Australia’s particular concerns during negotiations with Brussels arose from EU resistance to opening up its market to Australian beef and sheepmeat, and protective geographical indications that would restrict the labelling of Australian feta cheese and prosecco. As highlighted by the WTO Trade Policy Review of the EU, the number of products subject to EU ‘geographical indication protection’ continues to rise.

Looking ahead, there are still some broad strategic factors that might favour a deal. For the European Union, this includes gaining secure access to Australia’s critical minerals, such as lithium and copper. For Australia, there is interest in reducing trade dependence on China while gaining greater participation in EU-centred supply chains. For both parties, there is a shared interest in promoting investment, skilled labour movement and trade in services.

But immediate prospects for the early and fruitful resumption of talks between Australia and the European Union are slim.

This is because of a fundamental asymmetry in respective tariff levels. Australia has an applied tariff of just 2.6 per cent on non-agricultural goods — an EU priority for export gains. In contrast, the European Union value-based duty on beef — a key Australian export priority — is 43 per cent. Tariff ‘concessions’ will have a higher political cost for Brussels than for Canberra. With elections for the European Parliament due in June 2024, that political cost is very unlikely to be incurred soon.

Two clear lessons can be drawn for the Asia-Pacific region from this setback in trade diplomacy. First, gains in agricultural exports through PTAs with the European Union will be elusive. This is particularly so where EU protection is highest — that is, according to the OECD, poultry, rice, beef and veal. Second, where geographical indications are in play, their use must be subject — as in the Regional Comprehensive Economic Partnership (RCEP) trade agreement — to strict transparency and due process obligations.

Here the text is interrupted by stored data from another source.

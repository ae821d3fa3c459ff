//! # Sharded cache wrappers
//!
//! Fixed-fanout wrappers that split one logical cache into `S` independent
//! sub-caches of size `⌈C/S⌉` and route every operation to
//! `hash(key) mod S`. Each shard has its own lock, so threads touching
//! different shards never contend; the trade-off is that replacement is
//! per-shard, not globally optimal.
//!
//! ```text
//!            put(k, v) / get_to(k) / remove(k)
//!                         │
//!                  ShardSelector: hash(k) mod S
//!            ┌────────────┼────────────┐
//!            ▼            ▼            ▼
//!      ┌──────────┐ ┌──────────┐ ┌──────────┐
//!      │ shard 0  │ │ shard 1  │ │ shard 2  │   each ⌈C/S⌉ entries,
//!      │ LRU/LFU  │ │ LRU/LFU  │ │ LRU/LFU  │   own mutex, no
//!      └──────────┘ └──────────┘ └──────────┘   cross-shard traffic
//! ```
//!
//! A shard count of 0 defaults to the host's available parallelism.

use std::fmt;
use std::hash::Hash;

use crate::ds::shard::ShardSelector;
use crate::error::ConfigError;
use crate::policy::lfu::{DEFAULT_MAX_AVG_FREQ, LfuCache};
use crate::policy::lru::LruCache;
use crate::traits::CachePolicy;

fn shard_capacity(total: usize, shards: usize) -> usize {
    total.div_ceil(shards.max(1))
}

fn validate_fanout(total: usize, shards: usize) -> Result<(), ConfigError> {
    if shards > total && total > 0 {
        return Err(ConfigError::new(format!(
            "shard count {shards} exceeds total capacity {total}"
        )));
    }
    Ok(())
}

/// Sharded LRU cache: `S` independent [`LruCache`] shards.
///
/// # Example
///
/// ```
/// use tricache::policy::sharded::HashLruCache;
/// use tricache::traits::CachePolicy;
///
/// let cache: HashLruCache<u64, String> = HashLruCache::new(64, 4);
/// cache.put(1, "one".into());
/// assert_eq!(cache.get(&1).as_deref(), Some("one"));
/// assert_eq!(cache.shard_count(), 4);
/// ```
pub struct HashLruCache<K, V>
where
    K: Eq + Hash + Clone,
{
    shards: Vec<LruCache<K, V>>,
    selector: ShardSelector,
}

impl<K, V> HashLruCache<K, V>
where
    K: Eq + Hash + Clone,
    V: Clone,
{
    /// Creates `shard_count` shards of `⌈total_capacity / shard_count⌉`
    /// entries each. A shard count of 0 defaults to the host's available
    /// parallelism.
    pub fn new(total_capacity: usize, shard_count: usize) -> Self {
        let selector = ShardSelector::with_default_parallelism(shard_count);
        let per_shard = shard_capacity(total_capacity, selector.shard_count());
        let shards = (0..selector.shard_count())
            .map(|_| LruCache::new(per_shard))
            .collect();
        Self { shards, selector }
    }

    /// Fallible constructor: rejects a fanout wider than the total
    /// capacity (which would silently over-provision).
    pub fn try_new(total_capacity: usize, shard_count: usize) -> Result<Self, ConfigError> {
        let selector = ShardSelector::with_default_parallelism(shard_count);
        validate_fanout(total_capacity, selector.shard_count())?;
        Ok(Self::new(total_capacity, shard_count))
    }

    fn shard(&self, key: &K) -> &LruCache<K, V> {
        &self.shards[self.selector.shard_for_key(key)]
    }

    /// Looks up `key` on its shard, refreshing recency there.
    pub fn get(&self, key: &K) -> Option<V> {
        self.shard(key).get(key)
    }

    /// Removes `key` from its shard.
    pub fn remove(&self, key: &K) -> Option<V> {
        self.shard(key).remove(key)
    }

    /// Presence on the key's shard.
    pub fn contains(&self, key: &K) -> bool {
        self.shard(key).contains(key)
    }

    /// Total resident entries across all shards. Each shard is locked in
    /// turn, so the sum is not a single atomic snapshot.
    pub fn len(&self) -> usize {
        self.shards.iter().map(LruCache::len).sum()
    }

    pub fn is_empty(&self) -> bool {
        self.shards.iter().all(LruCache::is_empty)
    }

    /// Effective capacity: shard count × per-shard capacity.
    pub fn capacity(&self) -> usize {
        self.shards.iter().map(LruCache::capacity).sum()
    }

    /// Number of shards.
    pub fn shard_count(&self) -> usize {
        self.selector.shard_count()
    }

    /// Drops every entry on every shard.
    pub fn clear(&self) {
        for shard in &self.shards {
            shard.clear();
        }
    }
}

impl<K, V> CachePolicy<K, V> for HashLruCache<K, V>
where
    K: Eq + Hash + Clone,
    V: Clone,
{
    fn put(&self, key: K, value: V) {
        self.shard(&key).put(key, value);
    }

    fn get_to(&self, key: &K, out: &mut V) -> bool {
        self.shard(key).get_to(key, out)
    }
}

impl<K, V> fmt::Debug for HashLruCache<K, V>
where
    K: Eq + Hash + Clone,
    V: Clone,
{
    fn fmt(&self, f: &mut fmt::Formatter<'_>) -> fmt::Result {
        f.debug_struct("HashLruCache")
            .field("shards", &self.shard_count())
            .field("len", &self.len())
            .field("capacity", &self.capacity())
            .finish_non_exhaustive()
    }
}

/// Sharded LFU cache: `S` independent [`LfuCache`] shards.
///
/// # Example
///
/// ```
/// use tricache::policy::sharded::HashLfuCache;
/// use tricache::traits::CachePolicy;
///
/// let cache: HashLfuCache<u64, String> = HashLfuCache::new(64, 4);
/// cache.put(1, "one".into());
/// cache.put(2, "two".into());
/// assert_eq!(cache.get(&2).as_deref(), Some("two"));
///
/// cache.purge();
/// assert_eq!(cache.get(&1), None);
/// ```
pub struct HashLfuCache<K, V>
where
    K: Eq + Hash + Clone,
{
    shards: Vec<LfuCache<K, V>>,
    selector: ShardSelector,
}

impl<K, V> HashLfuCache<K, V>
where
    K: Eq + Hash + Clone,
    V: Clone,
{
    /// Creates a sharded LFU with the default decay threshold.
    pub fn new(total_capacity: usize, shard_count: usize) -> Self {
        Self::with_max_avg_freq(total_capacity, shard_count, DEFAULT_MAX_AVG_FREQ)
    }

    /// Creates a sharded LFU whose shards age once their average frequency
    /// exceeds `max_avg_freq`.
    ///
    /// # Panics
    ///
    /// Panics if `max_avg_freq` is 0; use [`try_new`](Self::try_new).
    pub fn with_max_avg_freq(total_capacity: usize, shard_count: usize, max_avg_freq: u64) -> Self {
        let selector = ShardSelector::with_default_parallelism(shard_count);
        let per_shard = shard_capacity(total_capacity, selector.shard_count());
        let shards = (0..selector.shard_count())
            .map(|_| LfuCache::with_max_avg_freq(per_shard, max_avg_freq))
            .collect();
        Self { shards, selector }
    }

    /// Fallible constructor: rejects a zero decay threshold and a fanout
    /// wider than the total capacity.
    pub fn try_new(
        total_capacity: usize,
        shard_count: usize,
        max_avg_freq: u64,
    ) -> Result<Self, ConfigError> {
        if max_avg_freq == 0 {
            return Err(ConfigError::new("max_avg_freq must be > 0"));
        }
        let selector = ShardSelector::with_default_parallelism(shard_count);
        validate_fanout(total_capacity, selector.shard_count())?;
        Ok(Self::with_max_avg_freq(
            total_capacity,
            shard_count,
            max_avg_freq,
        ))
    }

    fn shard(&self, key: &K) -> &LfuCache<K, V> {
        &self.shards[self.selector.shard_for_key(key)]
    }

    /// Looks up `key` on its shard, promoting its frequency there.
    pub fn get(&self, key: &K) -> Option<V> {
        self.shard(key).get(key)
    }

    /// Presence on the key's shard.
    pub fn contains(&self, key: &K) -> bool {
        self.shard(key).contains(key)
    }

    /// Wipes every shard's entries and frequency state.
    pub fn purge(&self) {
        for shard in &self.shards {
            shard.purge();
        }
    }

    /// Total resident entries across all shards (not an atomic snapshot).
    pub fn len(&self) -> usize {
        self.shards.iter().map(LfuCache::len).sum()
    }

    pub fn is_empty(&self) -> bool {
        self.shards.iter().all(LfuCache::is_empty)
    }

    /// Effective capacity: shard count × per-shard capacity.
    pub fn capacity(&self) -> usize {
        self.shards.iter().map(LfuCache::capacity).sum()
    }

    /// Number of shards.
    pub fn shard_count(&self) -> usize {
        self.selector.shard_count()
    }
}

impl<K, V> CachePolicy<K, V> for HashLfuCache<K, V>
where
    K: Eq + Hash + Clone,
    V: Clone,
{
    fn put(&self, key: K, value: V) {
        self.shard(&key).put(key, value);
    }

    fn get_to(&self, key: &K, out: &mut V) -> bool {
        self.shard(key).get_to(key, out)
    }
}

impl<K, V> fmt::Debug for HashLfuCache<K, V>
where
    K: Eq + Hash + Clone,
    V: Clone,
{
    fn fmt(&self, f: &mut fmt::Formatter<'_>) -> fmt::Result {
        f.debug_struct("HashLfuCache")
            .field("shards", &self.shard_count())
            .field("len", &self.len())
            .field("capacity", &self.capacity())
            .finish_non_exhaustive()
    }
}

#[cfg(test)]
mod tests {
    use super::*;

    #[test]
    fn per_shard_capacity_is_ceiling() {
        let cache: HashLruCache<u64, u64> = HashLruCache::new(10, 4);
        assert_eq!(cache.shard_count(), 4);
        // ceil(10 / 4) = 3 per shard.
        assert_eq!(cache.capacity(), 12);
    }

    #[test]
    fn operations_route_to_one_shard() {
        let cache: HashLruCache<u64, String> = HashLruCache::new(16, 4);
        for i in 0..16u64 {
            cache.put(i, format!("v{i}"));
        }
        // Whatever was retained answers consistently through every op.
        for i in 0..16u64 {
            if let Some(value) = cache.get(&i) {
                assert_eq!(value, format!("v{i}"));
                assert!(cache.contains(&i));
            }
        }
    }

    #[test]
    fn remove_only_touches_own_shard() {
        // 8 entries per shard: eight keys can never overflow any shard.
        let cache: HashLruCache<u64, u64> = HashLruCache::new(32, 4);
        for i in 0..8u64 {
            cache.put(i, i);
        }
        let before = cache.len();
        assert_eq!(cache.remove(&3), Some(3));
        assert_eq!(cache.len(), before - 1);
        for i in (0..8u64).filter(|&i| i != 3) {
            assert!(cache.contains(&i), "unrelated key {i} was lost");
        }
    }

    #[test]
    fn zero_shard_count_defaults_to_parallelism() {
        let cache: HashLruCache<u64, u64> = HashLruCache::new(64, 0);
        assert!(cache.shard_count() >= 1);
    }

    #[test]
    fn try_new_rejects_overwide_fanout() {
        assert!(HashLruCache::<u64, u64>::try_new(4, 16).is_err());
        assert!(HashLruCache::<u64, u64>::try_new(16, 4).is_ok());
        assert!(HashLfuCache::<u64, u64>::try_new(16, 4, 0).is_err());
        assert!(HashLfuCache::<u64, u64>::try_new(16, 4, 10).is_ok());
    }

    #[test]
    fn lfu_purge_wipes_all_shards() {
        let cache: HashLfuCache<u64, u64> = HashLfuCache::new(16, 2);
        for i in 0..8u64 {
            cache.put(i, i);
        }
        assert!(!cache.is_empty());
        cache.purge();
        assert!(cache.is_empty());
        for i in 0..8u64 {
            assert_eq!(cache.get(&i), None);
        }
    }

    #[test]
    fn shards_are_independent_lrus() {
        // 2 shards × 2 slots: hammering one shard cannot evict keys that
        // hash to the other.
        let cache: HashLruCache<u64, u64> = HashLruCache::new(4, 2);
        let selector = ShardSelector::new(2);

        let probe = 0u64;
        let probe_shard = selector.shard_for_key(&probe);
        cache.put(probe, 42);

        // Flood keys of the other shard only.
        let mut flooded = 0;
        for i in 1..200u64 {
            if selector.shard_for_key(&i) != probe_shard {
                cache.put(i, i);
                flooded += 1;
            }
            if flooded == 20 {
                break;
            }
        }
        assert_eq!(cache.get(&probe), Some(42), "cross-shard eviction");
    }

    #[test]
    fn concurrent_shard_access() {
        use std::sync::Arc;

        let cache: Arc<HashLruCache<u64, u64>> = Arc::new(HashLruCache::new(256, 4));
        let handles: Vec<_> = (0..4u64)
            .map(|t| {
                let cache = Arc::clone(&cache);
                std::thread::spawn(move || {
                    for i in 0..512u64 {
                        cache.put(t * 10_000 + i, i);
                        cache.get(&(t * 10_000 + i));
                    }
                })
            })
            .collect();
        for handle in handles {
            handle.join().unwrap();
        }
        assert!(cache.len() <= cache.capacity());
    }
}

But there is another, and potentially more worrying, lesson that might be drawn from recent developments in EU PTA policy. The latest EU preferential agreement was concluded with New Zealand in June 2022. It is the first that provides explicitly for trade sanctions for noncompliance with the labour and environment standards as contained in the International Labour Organization’s Fundamental Principles and Rights at Work and the Paris Agreement on climate change, respectively.

However worthy the social and environmental objectives here, it is better that they be pursued directly rather than through the blunt instrument of the trade weapon. This only heightens the ever-present risk of protectionist capture and stunted growth.

With the EU–New Zealand PTA as a potential standard setter, the threat of labour-standard or environmental sanctions is very real — albeit differentiated — for Asia-Pacific nations. This applies for those with existing agreements with Brussels — Japan, South Korea, New Zealand, Singapore, Vietnam, Fiji, Papua New Guinea, Samoa and the Solomon Islands. It also applies for those where PTAs are planned — namely India, Indonesia and Australia.

Against this risk, there are potential gains in economic welfare from entering into preferential deals with the European Union. But PTA gains should not be exaggerated. It is estimated that the EU–Japan trade agreement will increase long-term GDP for the European Union by just 0.76 per cent, and by an even more modest 0.29 per cent for Japan.

Preferential trade agreements are second best to multilateral liberalisation. This is because of the detrimental effect of trade diversion at the expense of non-PTA members. This diversion is compounded by the risk of regulatory proliferation and confusion — exemplified by US agreements focusing on science-based regulation, in contrast with the precautionary approach embodied in EU accords.

Rather than shed tears over the troubled Australia–EU talks, it is better to reinvigorate efforts within the WTO, in the lead up to its 13th Ministerial Conference, to strengthen the trading system on a multilateral, nondiscriminatory basis. It will be better still if such efforts are backed by widespread, unilateral, productivity-enhancing reforms at the domestic level.